Samaritan Pentateuch: On the return from the Exile, the Jews refused the Samaritans
participation with them in the worship at Jerusalem, and the latter
separated from all fellowship with them, and built a temple for
themselves on Mount Gerizim. This temple was razed to the ground more
than one hundred years B.C. Then a system of worship was instituted
similar to that of the temple at Jerusalem. It was founded on the Law,
copies of which had been multiplied in Israel as well as in Judah. Thus
the Pentateuch was preserved among the Samaritans, although they never
called it by this name, but always "the Law," which they read as one
book. The division into five books, as we now have it, however, was
adopted by the Samaritans, as it was by the Jews, in all their priests'
copies of "the Law," for the sake of convenience.
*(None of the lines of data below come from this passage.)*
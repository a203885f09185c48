use crate::{
  Rope,
  RuneRead,
};

impl Rope {
  /// Returns the byte offset of the first rune for which `f` returns true.
  pub fn index_func(&self, mut f: impl FnMut(char) -> bool) -> Option<usize> {
    let mut r = self.reader();
    let mut at = 0;
    while let Some((ch, w)) = r.read_rune() {
      if f(ch) {
        return Some(at);
      }
      at += w;
    }
    None
  }

  /// Returns the byte offset of the first occurrence of `ch`.
  pub fn index_rune(&self, ch: char) -> Option<usize> {
    self.index_func(|x| x == ch)
  }

  /// Returns the byte offset of the last rune for which `f` returns true,
  /// scanning from the end.
  pub fn last_index_func(&self, mut f: impl FnMut(char) -> bool) -> Option<usize> {
    let mut r = self.reverse_reader();
    let mut at = self.len();
    while let Some((ch, w)) = r.read_rune() {
      at -= w;
      if f(ch) {
        return Some(at);
      }
    }
    None
  }
}
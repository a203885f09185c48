//! Forward and reverse byte/rune cursors over a [`Rope`].
//!
//! Both readers walk the leaves of the rope with an explicit stack and keep a
//! small pending buffer for runes that straddle leaves. Malformed UTF-8 is
//! reported as [`char::REPLACEMENT_CHARACTER`] with a width of one byte, one
//! replacement per byte that cannot be part of a valid encoding. Because a
//! valid encoding is only recognised when its leading byte is present, both
//! directions split a byte sequence into exactly the same runes.

use std::{
  io,
  str,
};

use smallvec::SmallVec;

use crate::{
  Repr,
  Rope,
};

const UTF8_MAX: usize = 4;

/// A source of runes with their encoded byte widths.
pub trait RuneRead {
  /// Returns the next rune and its width in bytes, or `None` at the end of
  /// input.
  fn read_rune(&mut self) -> Option<(char, usize)>;
}

impl<R: RuneRead + ?Sized> RuneRead for &mut R {
  fn read_rune(&mut self) -> Option<(char, usize)> {
    (**self).read_rune()
  }
}

impl RuneRead for str::Chars<'_> {
  fn read_rune(&mut self) -> Option<(char, usize)> {
    self.next().map(|ch| (ch, ch.len_utf8()))
  }
}

impl RuneRead for std::iter::Rev<str::Chars<'_>> {
  fn read_rune(&mut self) -> Option<(char, usize)> {
    self.next().map(|ch| (ch, ch.len_utf8()))
  }
}

struct Leaves<'a> {
  todo: SmallVec<[&'a Rope; 16]>,
  text: &'a [u8],
}

impl<'a> Leaves<'a> {
  fn new(rope: &'a Rope) -> Self {
    let mut todo = SmallVec::new();
    todo.push(rope);
    Leaves { todo, text: &[] }
  }

  /// Loads the next non-empty leaf. Returns false when exhausted.
  fn advance(&mut self, rev: bool) -> bool {
    while self.text.is_empty() {
      let Some(mut rope) = self.todo.pop() else {
        return false;
      };
      loop {
        match &rope.0 {
          Repr::Leaf(leaf) => {
            self.text = leaf.bytes();
            break;
          },
          Repr::Node(node) if rev => {
            self.todo.push(&node.left);
            rope = &node.right;
          },
          Repr::Node(node) => {
            self.todo.push(&node.right);
            rope = &node.left;
          },
        }
      }
    }
    true
  }

  fn read(&mut self, p: &mut [u8]) -> usize {
    if !self.advance(false) {
      return 0;
    }
    let n = p.len().min(self.text.len());
    p[..n].copy_from_slice(&self.text[..n]);
    self.text = &self.text[n..];
    n
  }

  /// Fills `p` with bytes in reverse order.
  fn read_rev(&mut self, p: &mut [u8]) -> usize {
    if !self.advance(true) {
      return 0;
    }
    let n = p.len().min(self.text.len());
    let (rest, tail) = self.text.split_at(self.text.len() - n);
    for (dst, src) in p.iter_mut().zip(tail.iter().rev()) {
      *dst = *src;
    }
    self.text = rest;
    n
  }
}

fn decode_first(bytes: &[u8]) -> Option<char> {
  let valid = match str::from_utf8(bytes) {
    Ok(s) => s,
    Err(err) => str::from_utf8(&bytes[..err.valid_up_to()]).ok()?,
  };
  valid.chars().next()
}

fn decode_last(bytes: &[u8]) -> Option<(char, usize)> {
  (1..=bytes.len()).find_map(|w| {
    let s = str::from_utf8(&bytes[bytes.len() - w..]).ok()?;
    let mut chars = s.chars();
    match (chars.next(), chars.next()) {
      (Some(ch), None) => Some((ch, w)),
      _ => None,
    }
  })
}

/// Reads a rope from beginning to end.
pub struct Reader<'a> {
  leaves: Leaves<'a>,
  buf:    [u8; UTF8_MAX],
  n:      usize,
}

impl<'a> Reader<'a> {
  pub fn new(rope: &'a Rope) -> Self {
    Reader {
      leaves: Leaves::new(rope),
      buf:    [0; UTF8_MAX],
      n:      0,
    }
  }

  pub fn read_byte(&mut self) -> Option<u8> {
    let mut b = [0];
    (self.fill(&mut b) == 1).then_some(b[0])
  }

  fn fill(&mut self, p: &mut [u8]) -> usize {
    if self.n == 0 {
      return self.leaves.read(p);
    }
    let n = p.len().min(self.n);
    p[..n].copy_from_slice(&self.buf[..n]);
    self.buf.copy_within(n..self.n, 0);
    self.n -= n;
    n
  }

  fn consume(&mut self, w: usize) {
    self.buf.copy_within(w..self.n, 0);
    self.n -= w;
  }
}

impl io::Read for Reader<'_> {
  fn read(&mut self, p: &mut [u8]) -> io::Result<usize> {
    Ok(self.fill(p))
  }
}

impl RuneRead for Reader<'_> {
  fn read_rune(&mut self) -> Option<(char, usize)> {
    loop {
      if let Some(ch) = decode_first(&self.buf[..self.n]) {
        let w = ch.len_utf8();
        self.consume(w);
        return Some((ch, w));
      }
      if self.n == UTF8_MAX {
        break;
      }
      let mut b = [0];
      if self.leaves.read(&mut b) == 0 {
        break;
      }
      self.buf[self.n] = b[0];
      self.n += 1;
    }
    if self.n == 0 {
      return None;
    }
    self.consume(1);
    Some((char::REPLACEMENT_CHARACTER, 1))
  }
}

impl Iterator for Reader<'_> {
  type Item = char;

  fn next(&mut self) -> Option<char> {
    self.read_rune().map(|(ch, _)| ch)
  }
}

/// Reads a rope from end to beginning.
pub struct ReverseReader<'a> {
  leaves: Leaves<'a>,
  // Pending bytes in text order; the last one is returned next.
  buf:    [u8; UTF8_MAX],
  n:      usize,
}

impl<'a> ReverseReader<'a> {
  pub fn new(rope: &'a Rope) -> Self {
    ReverseReader {
      leaves: Leaves::new(rope),
      buf:    [0; UTF8_MAX],
      n:      0,
    }
  }

  pub fn read_byte(&mut self) -> Option<u8> {
    let mut b = [0];
    (self.fill(&mut b) == 1).then_some(b[0])
  }

  fn fill(&mut self, p: &mut [u8]) -> usize {
    if self.n == 0 {
      return self.leaves.read_rev(p);
    }
    let n = p.len().min(self.n);
    for (dst, src) in p.iter_mut().zip(self.buf[..self.n].iter().rev()) {
      *dst = *src;
    }
    self.n -= n;
    n
  }
}

impl io::Read for ReverseReader<'_> {
  fn read(&mut self, p: &mut [u8]) -> io::Result<usize> {
    Ok(self.fill(p))
  }
}

impl RuneRead for ReverseReader<'_> {
  fn read_rune(&mut self) -> Option<(char, usize)> {
    loop {
      if let Some((ch, w)) = decode_last(&self.buf[..self.n]) {
        self.n -= w;
        return Some((ch, w));
      }
      if self.n == UTF8_MAX {
        break;
      }
      let mut b = [0];
      if self.leaves.read_rev(&mut b) == 0 {
        break;
      }
      self.buf.copy_within(0..self.n, 1);
      self.buf[0] = b[0];
      self.n += 1;
    }
    if self.n == 0 {
      return None;
    }
    self.n -= 1;
    Some((char::REPLACEMENT_CHARACTER, 1))
  }
}

impl Iterator for ReverseReader<'_> {
  type Item = char;

  fn next(&mut self) -> Option<char> {
    self.read_rune().map(|(ch, _)| ch)
  }
}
This was the only
portion of the Old Testament which was accepted by the Samaritans as of
divine authority. The form of the letters in the manuscript copies of
the Samaritan Pentateuch is different from that of the Hebrew copies,
and is probably the same as that which was in general use before the
Captivity. There are other peculiarities in the writing which need not
here be specified. There are important differences between the Hebrew
and the Samaritan copies of the Pentateuch in the readings of many
sentences. In about two thousand instances in which the Samaritan and
the Jewish texts differ, the LXX. agrees with the former. The New
Testament also, when quoting from the Old Testament, agrees as a rule
with the Samaritan text, where that differs from the Jewish. Thus
(Exodus 12:40) in the Samaritan reads, "Now the sojourning of the children of
Israel and of their fathers which they had dwelt in the land of Canaan
and in Egypt was four hundred and thirty years" (comp.)
(Galatians 3:17) It
may be noted that the LXX. has the same reading of this text.